Highest expression?? Has Nature a purpose in mind?
Why would you ask that?
Highest expression is an abstraction. Is expression definitively bound to purpose? No, it's not.
Among Bowser's lazy troll lines over the years, that one is actually kind of funny, though that assessment is an introspection starting after the fact. If his low-effort troll occasionally produces results that aren't utterly dismal, it can easily be coincidence.

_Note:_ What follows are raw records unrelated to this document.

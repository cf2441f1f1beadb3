use std::ops::{Deref, DerefMut};

use gpui::{hsla, px, App, Global, Hsla, Pixels, SharedString, Window, WindowAppearance};

pub fn init(cx: &mut App) {
    Theme::sync_system_appearance(None, cx);
}

pub trait ActiveTheme {
    fn theme(&self) -> &Theme;
}

impl ActiveTheme for App {
    #[inline(always)]
    fn theme(&self) -> &Theme {
        Theme::global(self)
    }
}

/// Hue in 0..360, saturation and lightness in 0..100.
fn hsl(h: f32, s: f32, l: f32) -> Hsla {
    hsla(h / 360., s / 100., l / 100., 1.)
}

#[derive(Debug, Clone, Copy, PartialEq)]
pub struct ThemeColor {
    pub background: Hsla,
    pub foreground: Hsla,
    pub border: Hsla,
    pub muted_foreground: Hsla,
    /// Hover background for the ghost button.
    pub secondary_hover: Hsla,
    /// Pressed background for the ghost button.
    pub secondary_active: Hsla,
    pub title_bar: Hsla,
    pub title_bar_border: Hsla,
}

impl ThemeColor {
    pub fn light() -> Self {
        Self {
            background: hsl(0., 0., 100.),
            foreground: hsl(240., 10., 3.9),
            border: hsl(240., 5.9, 90.),
            muted_foreground: hsl(240., 3.8, 46.1),
            secondary_hover: hsl(240., 5.9, 93.),
            secondary_active: hsl(240., 5.9, 90.),
            title_bar: hsl(0., 0., 98.),
            title_bar_border: hsl(240., 5.9, 90.),
        }
    }

    pub fn dark() -> Self {
        Self {
            background: hsl(0., 0., 8.),
            foreground: hsl(0., 0., 98.),
            border: hsl(240., 3.7, 16.9),
            muted_foreground: hsl(240., 5., 64.9),
            secondary_hover: hsl(240., 3.7, 18.),
            secondary_active: hsl(240., 3.7, 21.),
            title_bar: hsl(0., 0., 10.),
            title_bar_border: hsl(240., 3.7, 15.9),
        }
    }
}

#[derive(Debug, Clone)]
pub struct Theme {
    pub colors: ThemeColor,
    pub mode: ThemeMode,
    pub font_family: SharedString,
    pub font_size: Pixels,
    /// Radius for the general elements.
    pub radius: Pixels,
}

impl Deref for Theme {
    type Target = ThemeColor;

    fn deref(&self) -> &Self::Target {
        &self.colors
    }
}

impl DerefMut for Theme {
    fn deref_mut(&mut self) -> &mut Self::Target {
        &mut self.colors
    }
}

impl Global for Theme {}

impl Theme {
    /// Returns the global theme reference.
    #[inline(always)]
    pub fn global(cx: &App) -> &Theme {
        cx.global::<Theme>()
    }

    /// Returns the global theme mutable reference.
    #[inline(always)]
    pub fn global_mut(cx: &mut App) -> &mut Theme {
        cx.global_mut::<Theme>()
    }

    /// Returns true if the theme is dark.
    #[inline(always)]
    pub fn is_dark(&self) -> bool {
        self.mode.is_dark()
    }

    /// Sync the theme with the system appearance.
    pub fn sync_system_appearance(window: Option<&mut Window>, cx: &mut App) {
        // Prefer window.appearance() when a window is around, it is the
        // reliable source on Linux.
        let appearance = window
            .as_ref()
            .map(|window| window.appearance())
            .unwrap_or_else(|| cx.window_appearance());

        Self::change(appearance, window, cx);
    }

    pub fn change(mode: impl Into<ThemeMode>, window: Option<&mut Window>, cx: &mut App) {
        let mode = mode.into();
        let colors = match mode {
            ThemeMode::Light => ThemeColor::light(),
            ThemeMode::Dark => ThemeColor::dark(),
        };

        if !cx.has_global::<Theme>() {
            let theme = Theme::from(colors);
            cx.set_global(theme);
        }

        let theme = cx.global_mut::<Theme>();
        theme.mode = mode;
        theme.colors = colors;

        if let Some(window) = window {
            window.refresh();
        }
    }
}

impl From<ThemeColor> for Theme {
    fn from(colors: ThemeColor) -> Self {
        Theme {
            mode: ThemeMode::default(),
            font_size: px(16.),
            font_family: if cfg!(target_os = "macos") {
                ".SystemUIFont".into()
            } else if cfg!(target_os = "windows") {
                "Segoe UI".into()
            } else {
                "FreeMono".into()
            },
            radius: px(6.),
            colors,
        }
    }
}

#[derive(Debug, Clone, Copy, Default, PartialEq, Eq, Hash)]
pub enum ThemeMode {
    Light,
    #[default]
    Dark,
}

impl ThemeMode {
    #[inline(always)]
    pub fn is_dark(&self) -> bool {
        matches!(self, Self::Dark)
    }

    /// Return lower_case theme name: `light`, `dark`.
    pub fn name(&self) -> &'static str {
        match self {
            ThemeMode::Light => "light",
            ThemeMode::Dark => "dark",
        }
    }
}

impl From<WindowAppearance> for ThemeMode {
    fn from(appearance: WindowAppearance) -> Self {
        match appearance {
            WindowAppearance::Dark | WindowAppearance::VibrantDark => Self::Dark,
            WindowAppearance::Light | WindowAppearance::VibrantLight => Self::Light,
        }
    }
}

#[cfg(test)]
mod tests {
    use super::*;

    #[test]
    fn test_mode_from_appearance() {
        assert_eq!(ThemeMode::from(WindowAppearance::Dark), ThemeMode::Dark);
        assert_eq!(
            ThemeMode::from(WindowAppearance::VibrantDark),
            ThemeMode::Dark
        );
        assert_eq!(ThemeMode::from(WindowAppearance::Light), ThemeMode::Light);
        assert_eq!(
            ThemeMode::from(WindowAppearance::VibrantLight),
            ThemeMode::Light
        );
    }

    #[test]
    fn test_mode_name() {
        assert_eq!(ThemeMode::Light.name(), "light");
        assert_eq!(ThemeMode::Dark.name(), "dark");
        assert!(ThemeMode::Dark.is_dark());
        assert!(!ThemeMode::Light.is_dark());
    }
}
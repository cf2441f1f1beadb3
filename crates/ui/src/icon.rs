use gpui::{
    prelude::FluentBuilder as _, svg, App, Hsla, IntoElement, RenderOnce, SharedString,
    StyleRefinement, Styled, Svg, Window,
};

/// Types implementing this trait can automatically be converted to [`Icon`].
pub trait IconNamed {
    /// Returns the embedded path of the icon.
    fn path(self) -> SharedString;
}

/// The icons bundled with [`tracker-ui-assets`].
#[derive(Debug, Clone, Copy, PartialEq, Eq)]
pub enum IconName {
    Close,
}

impl IconNamed for IconName {
    fn path(self) -> SharedString {
        match self {
            Self::Close => "icons/close.svg".into(),
        }
    }
}

impl<T: IconNamed> From<T> for Icon {
    fn from(value: T) -> Self {
        Icon::build(value)
    }
}

impl RenderOnce for IconName {
    fn render(self, _: &mut Window, _: &mut App) -> impl IntoElement {
        Icon::build(self)
    }
}

#[derive(IntoElement)]
pub struct Icon {
    base: Svg,
    style: StyleRefinement,
    path: SharedString,
    text_color: Option<Hsla>,
}

impl Default for Icon {
    fn default() -> Self {
        Self {
            base: svg().flex_none().size_4(),
            style: StyleRefinement::default(),
            path: "".into(),
            text_color: None,
        }
    }
}

impl Icon {
    pub fn new(icon: impl Into<Icon>) -> Self {
        icon.into()
    }

    fn build(name: impl IconNamed) -> Self {
        Self::default().path(name.path())
    }

    /// Set the icon path of the assets bundle, e.g.: `icons/close.svg`.
    pub fn path(mut self, path: impl Into<SharedString>) -> Self {
        self.path = path.into();
        self
    }
}

impl Styled for Icon {
    fn style(&mut self) -> &mut StyleRefinement {
        &mut self.style
    }

    fn text_color(mut self, color: impl Into<Hsla>) -> Self {
        self.text_color = Some(color.into());
        self
    }
}

impl RenderOnce for Icon {
    fn render(self, window: &mut Window, _: &mut App) -> impl IntoElement {
        let text_color = self.text_color.unwrap_or_else(|| window.text_style().color);
        let text_size = window.text_style().font_size.to_pixels(window.rem_size());
        let has_base_size = self.style.size.width.is_some() || self.style.size.height.is_some();

        let mut base = self.base;
        *base.style() = self.style;

        base.flex_shrink_0()
            .text_color(text_color)
            .when(!has_base_size, |this| this.size(text_size))
            .path(self.path)
    }
}

#[cfg(test)]
mod tests {
    use super::*;

    #[test]
    fn test_icon_path() {
        assert_eq!(IconName::Close.path().as_ref(), "icons/close.svg");
        assert_eq!(Icon::new(IconName::Close).path.as_ref(), "icons/close.svg");
    }
}
use gpui::{
    div, prelude::FluentBuilder as _, App, ClickEvent, Div, ElementId, InteractiveElement as _,
    IntoElement, ParentElement as _, RenderOnce, StatefulInteractiveElement as _, StyleRefinement,
    Styled, Window,
};

use crate::{ActiveTheme as _, Icon};

/// A ghost icon button.
///
/// This is the dismiss control of the [`HeaderBar`](crate::HeaderBar), kept
/// to the surface that use needs: an icon and a click handler.
#[derive(IntoElement)]
pub struct Button {
    base: Div,
    id: ElementId,
    icon: Option<Icon>,
    on_click: Option<Box<dyn Fn(&ClickEvent, &mut Window, &mut App) + 'static>>,
}

impl Button {
    pub fn new(id: impl Into<ElementId>) -> Self {
        Self {
            base: div().flex().items_center().justify_center(),
            id: id.into(),
            icon: None,
            on_click: None,
        }
    }

    pub fn icon(mut self, icon: impl Into<Icon>) -> Self {
        self.icon = Some(icon.into());
        self
    }

    pub fn on_click(
        mut self,
        handler: impl Fn(&ClickEvent, &mut Window, &mut App) + 'static,
    ) -> Self {
        self.on_click = Some(Box::new(handler));
        self
    }
}

impl Styled for Button {
    fn style(&mut self) -> &mut StyleRefinement {
        self.base.style()
    }
}

impl RenderOnce for Button {
    fn render(self, _: &mut Window, cx: &mut App) -> impl IntoElement {
        self.base
            .id(self.id)
            .size_6()
            .flex_none()
            .rounded(cx.theme().radius)
            .text_color(cx.theme().muted_foreground)
            .cursor_pointer()
            .hover(|this| {
                this.bg(cx.theme().secondary_hover)
                    .text_color(cx.theme().foreground)
            })
            .active(|this| this.bg(cx.theme().secondary_active))
            .when_some(self.icon, |this, icon| this.child(icon))
            .when_some(self.on_click, |this, on_click| {
                this.on_click(move |event, window, cx| on_click(event, window, cx))
            })
    }
}

#[cfg(test)]
mod tests {
    use super::*;
    use crate::IconName;

    #[test]
    fn test_builder() {
        let button = Button::new("close").icon(IconName::Close);
        assert!(button.icon.is_some());
        assert!(button.on_click.is_none());

        let button = button.on_click(|_, _, _| {});
        assert!(button.on_click.is_some());
    }
}
use std::borrow::Cow;

use anyhow::anyhow;
use gpui::{AssetSource, Result, SharedString};

/// Embedded icon assets for the tracker window UI.
///
/// Provides the svg files behind
/// [`IconName`](https://docs.rs/tracker-ui/latest/tracker_ui/enum.IconName.html).
///
/// ## Usage
///
/// ```rust,no_run
/// use gpui::Application;
/// use tracker_ui_assets::Assets;
///
/// let app = Application::new().with_assets(Assets);
/// ```
#[derive(rust_embed::RustEmbed)]
#[folder = "assets"]
#[include = "icons/**/*.svg"]
pub struct Assets;

impl AssetSource for Assets {
    fn load(&self, path: &str) -> Result<Option<Cow<'static, [u8]>>> {
        if path.is_empty() {
            return Ok(None);
        }

        Self::get(path)
            .map(|f| Some(f.data))
            .ok_or_else(|| anyhow!("could not find asset at path \"{path}\""))
    }

    fn list(&self, path: &str) -> Result<Vec<SharedString>> {
        Ok(Self::iter()
            .filter_map(|p| p.starts_with(path).then(|| p.into()))
            .collect())
    }
}

#[cfg(test)]
mod tests {
    use super::*;

    #[test]
    fn test_close_icon_is_bundled() {
        let icon = Assets.load("icons/close.svg").unwrap();
        assert!(icon.is_some());

        let listed = Assets.list("icons/").unwrap();
        assert!(listed.iter().any(|p| p.as_ref() == "icons/close.svg"));
    }

    #[test]
    fn test_unknown_path_is_an_error() {
        assert!(Assets.load("icons/nope.svg").is_err());
        assert!(Assets.load("").unwrap().is_none());
    }
}
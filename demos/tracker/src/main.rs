use gpui::{
    div, px, size, AppContext as _, Application, Bounds, Context, IntoElement,
    ParentElement as _, Render, SharedString, Styled as _, Window, WindowBounds, WindowOptions,
};
use tracker_ui::{v_flex, ActiveTheme as _, HeaderBar};
use tracker_ui_assets::Assets;

struct TrackerWindow {
    reason: SharedString,
}

impl Render for TrackerWindow {
    fn render(&mut self, _: &mut Window, cx: &mut Context<Self>) -> impl IntoElement {
        v_flex()
            .size_full()
            .bg(cx.theme().background)
            .text_color(cx.theme().foreground)
            .text_size(cx.theme().font_size)
            .font_family(cx.theme().font_family.clone())
            .child(HeaderBar::new(self.reason.clone(), |_, window, cx| {
                tracing::info!("tracker dismissed");
                window.remove_window();
                cx.quit();
            }))
            .child(
                div()
                    .flex_1()
                    .p_4()
                    .text_color(cx.theme().muted_foreground)
                    .child("Tracker body goes here."),
            )
    }
}

fn main() {
    tracing_subscriber::fmt()
        .with_env_filter(tracing_subscriber::EnvFilter::from_default_env())
        .init();

    // Usage: `cargo run -p tracker-demo -- "<reason>"`
    let reason: SharedString = std::env::args()
        .nth(1)
        .unwrap_or_else(|| "You accessed a private folder with max.".into())
        .into();

    let app = Application::new().with_assets(Assets);

    app.run(move |cx| {
        tracker_ui::init(cx);
        cx.activate(true);

        let bounds = Bounds::centered(None, size(px(380.), px(480.)), cx);
        let options = WindowOptions {
            window_bounds: Some(WindowBounds::Windowed(bounds)),
            ..Default::default()
        };

        let open = cx.open_window(options, move |_, cx| {
            cx.new(move |_| TrackerWindow { reason })
        });

        if let Err(err) = open {
            tracing::error!(%err, "failed to open tracker window");
            cx.quit();
        }
    });
}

The general advice is to not pretend confusion about easy and easily communicable ideas; in this case, a resulting question considers whence comes the inquiry about whether Nature has a purpose. Consider a not-entirely unrelated potential; I'm midway through some decisions about how much time and effort to waste on someone else, and part of the problem is his loathing of religion might preclude him from discerning certain differences. Would he be following a Poe rabbit, as such, because, why not, and it's an opportunity to whine about the people he loathes; or would he be chasing down the rabbit hole because he did not recognize it was trollbait?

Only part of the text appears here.